Последствия этой оплошности наступили две недели спустя. Пата сместили с должности владельца журнала до простого председателя, выполнявшего, в сущности, секретарские функции, – на его место заступил старший сын Ньюхауса, Сэмюэл (Сай). Тяжелее всего Пату было узнать, что ему предстоит оставить дом на Семидесятой улице – он прожил там уже десять лет. Из-за своего обычного высокомерия Пат не сомневался, что будет жить там вечно, и даже не предупредил свою жену Чесси, что дом им не принадлежит. Тем тяжелее им было узнать, что дом отходит новому владельцу – Саю Ньюхаусу-младшему.
Во время этих перемен Алекс сказал Пату, что готов в знак солидарности тоже подать в отставку. Пат прекрасно понимал, что это всего лишь риторический жест, и уверил своего коллегу, что его этот дворцовый переворот совершенно не касается, но дружба очевидно подошла к концу. Пат и Чесси в бессильной ярости укрылись в своих домах в Саутгемптоне и Палм-Бич, где ежедневно играли в карты и прилежно посещали клубные вечеринки – например теннисного клуба Палм-Бич, который аж до 1970-х имел строгие расовые ограничения для посетителей, не говоря уже о членах.

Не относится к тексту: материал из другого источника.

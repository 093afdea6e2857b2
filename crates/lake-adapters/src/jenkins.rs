use async_trait::async_trait;
use futures::future::BoxFuture;
use lake_core::PipelineError;
use lake_pipeline::{
    parse_json_field_array, parse_raw, ApiCollector, ApiCollectorArgs, ApiExtractor,
    ApiExtractorArgs, Collectible, Extractable, LakeConfig, Plugin, RequestData, SubTaskContext,
    SubTaskMeta, TaskInvocation,
};
use lake_storage::{
    params_signature, ApiClient, ApiResponse, MigrationScript, RawDataRecord, RawOrigin, Record,
    SqlMigration, StoreError,
};
use serde::{Deserialize, Serialize};
use serde_json::value::RawValue;
use sqlx::SqliteConnection;

use crate::common::null_as_empty;

pub const PLUGIN_NAME: &str = "jenkins";
pub const RAW_JOB_TABLE: &str = "raw_jenkins_api_jobs";

#[derive(Debug, Clone, Deserialize, Serialize)]
pub struct JenkinsOptions {
    pub connection_id: i64,
}

pub struct JenkinsTaskData {
    pub options: JenkinsOptions,
    pub params: String,
    pub client: ApiClient,
}

pub struct JenkinsPlugin;

#[async_trait]
impl Plugin for JenkinsPlugin {
    type TaskData = JenkinsTaskData;

    fn name(&self) -> &'static str {
        PLUGIN_NAME
    }

    fn subtask_metas(&self) -> Vec<SubTaskMeta<JenkinsTaskData>> {
        vec![
            SubTaskMeta {
                name: "collectApiJobs",
                entry_point: collect_api_jobs,
                enabled_by_default: true,
                description: "Collect the job list",
                depends_on: &[],
            },
            SubTaskMeta {
                name: "extractApiJobs",
                entry_point: extract_api_jobs,
                enabled_by_default: true,
                description: "Extract jobs into _tool_jenkins_jobs",
                depends_on: &["collectApiJobs"],
            },
        ]
    }

    fn migration_scripts(&self) -> Vec<Box<dyn MigrationScript>> {
        vec![Box::new(SqlMigration {
            version: 20220420000001,
            owner: "Jenkins",
            name: "Init jenkins schemas",
            statements: &["CREATE TABLE IF NOT EXISTS _tool_jenkins_jobs (
                connection_id INTEGER NOT NULL,
                name TEXT NOT NULL,
                url TEXT NOT NULL DEFAULT '',
                class TEXT NOT NULL DEFAULT '',
                color TEXT NOT NULL DEFAULT '',
                description TEXT NOT NULL DEFAULT '',
                _raw_data_table TEXT NOT NULL DEFAULT '',
                _raw_data_params TEXT NOT NULL DEFAULT '',
                _raw_data_id INTEGER,
                PRIMARY KEY (connection_id, name)
            )"],
        })]
    }

    async fn prepare_task_data(
        &self,
        invocation: &TaskInvocation,
        config: &LakeConfig,
    ) -> Result<JenkinsTaskData, PipelineError> {
        let options: JenkinsOptions = invocation.typed_options()?;
        Ok(JenkinsTaskData {
            params: params_signature(&options)?,
            client: invocation.connection.api_client(config)?,
            options,
        })
    }
}

struct JobList;

impl Collectible for JobList {
    fn parse_response(&self, response: &ApiResponse) -> Result<Vec<Box<RawValue>>, PipelineError> {
        parse_json_field_array(response, "jobs")
    }

    fn query(&self, _request: &RequestData<'_>) -> Vec<(String, String)> {
        vec![(
            "tree".to_string(),
            "jobs[name,url,description,color,_class]".to_string(),
        )]
    }
}

fn collect_api_jobs(ctx: &SubTaskContext<JenkinsTaskData>) -> BoxFuture<'_, Result<(), PipelineError>> {
    Box::pin(async move {
        let data = ctx.data();
        // The job list is one document; there is nothing to page through.
        let collector = ApiCollector::new(ApiCollectorArgs {
            raw_table: RAW_JOB_TABLE.to_string(),
            params: data.params.clone(),
            client: data.client.clone(),
            url_template: "api/json".to_string(),
            page_size: None,
            incremental: false,
            input: None,
            collectible: JobList,
        })?;
        collector.execute(ctx.raw_store(), ctx.cancellation()).await?;
        Ok(())
    })
}

#[derive(Debug, Deserialize)]
struct ApiJob {
    name: String,
    #[serde(default, deserialize_with = "null_as_empty")]
    url: String,
    #[serde(rename = "_class", default, deserialize_with = "null_as_empty")]
    class: String,
    #[serde(default, deserialize_with = "null_as_empty")]
    color: String,
    #[serde(default, deserialize_with = "null_as_empty")]
    description: String,
}

/// `_tool_jenkins_jobs`
#[derive(Debug, Clone, PartialEq, Eq)]
pub struct JenkinsJob {
    pub connection_id: i64,
    pub name: String,
    pub url: String,
    pub class: String,
    pub color: String,
    pub description: String,
}

#[async_trait]
impl Record for JenkinsJob {
    fn table(&self) -> &'static str {
        "_tool_jenkins_jobs"
    }

    fn key(&self) -> String {
        format!("{}|{}", self.connection_id, self.name)
    }

    async fn upsert(&self, conn: &mut SqliteConnection, origin: &RawOrigin) -> Result<(), StoreError> {
        sqlx::query(
            "INSERT INTO _tool_jenkins_jobs (
                connection_id, name, url, class, color, description,
                _raw_data_table, _raw_data_params, _raw_data_id
            ) VALUES (?, ?, ?, ?, ?, ?, ?, ?, ?)
            ON CONFLICT(connection_id, name) DO UPDATE SET
                url = excluded.url,
                class = excluded.class,
                color = excluded.color,
                description = excluded.description,
                _raw_data_table = excluded._raw_data_table,
                _raw_data_params = excluded._raw_data_params,
                _raw_data_id = excluded._raw_data_id",
        )
        .bind(self.connection_id)
        .bind(&self.name)
        .bind(&self.url)
        .bind(&self.class)
        .bind(&self.color)
        .bind(&self.description)
        .bind(&origin.table)
        .bind(&origin.params)
        .bind(origin.id)
        .execute(conn)
        .await?;
        Ok(())
    }
}

pub struct JobExtractor {
    pub connection_id: i64,
}

impl Extractable for JobExtractor {
    fn extract(&self, record: &RawDataRecord) -> Result<Vec<Box<dyn Record>>, PipelineError> {
        let job: ApiJob = parse_raw(record)?;
        Ok(vec![Box::new(JenkinsJob {
            connection_id: self.connection_id,
            name: job.name,
            url: job.url,
            class: job.class,
            color: job.color,
            description: job.description,
        })])
    }
}

fn extract_api_jobs(ctx: &SubTaskContext<JenkinsTaskData>) -> BoxFuture<'_, Result<(), PipelineError>> {
    Box::pin(async move {
        let data = ctx.data();
        let extractor = ApiExtractor::new(ApiExtractorArgs {
            raw_table: RAW_JOB_TABLE.to_string(),
            params: data.params.clone(),
            batch_size: 500,
            failure_policy: ctx.extract_failure_policy(),
            extractable: JobExtractor {
                connection_id: data.options.connection_id,
            },
        });
        extractor.execute(ctx.raw_store(), ctx.cancellation()).await?;
        Ok(())
    })
}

В 1970-е годы мама с Алексом стали каждую зиму проводить две недели в Палм-Бич – Пацевичи жили там большую часть года. Но в следующие десять лет они встретились только один раз, когда столкнулись с ним на Уорт-авеню. Мне, однако, удавалось поддерживать с ним связь. Мамин отец тоже жил в Палм-Бич, и во время ежегодных визитов к нему я обычно навещала и Пата с Чесси. Пат неизменно бурно радовался моему появлению. Чесси встречала меня очень тепло. Эти визиты продолжались в течение двадцати лет, и в первые годы он всё еще был прежним щеголеватым Бо Браммелом[169]: седым, загорелым, в галстуке “Аскотт” и шикарной рубашке – таким же, каким я запомнила его с детства, когда он без конца приударял за каждой юбкой (эту привычку он оставил с появлением благопристойной Чесси).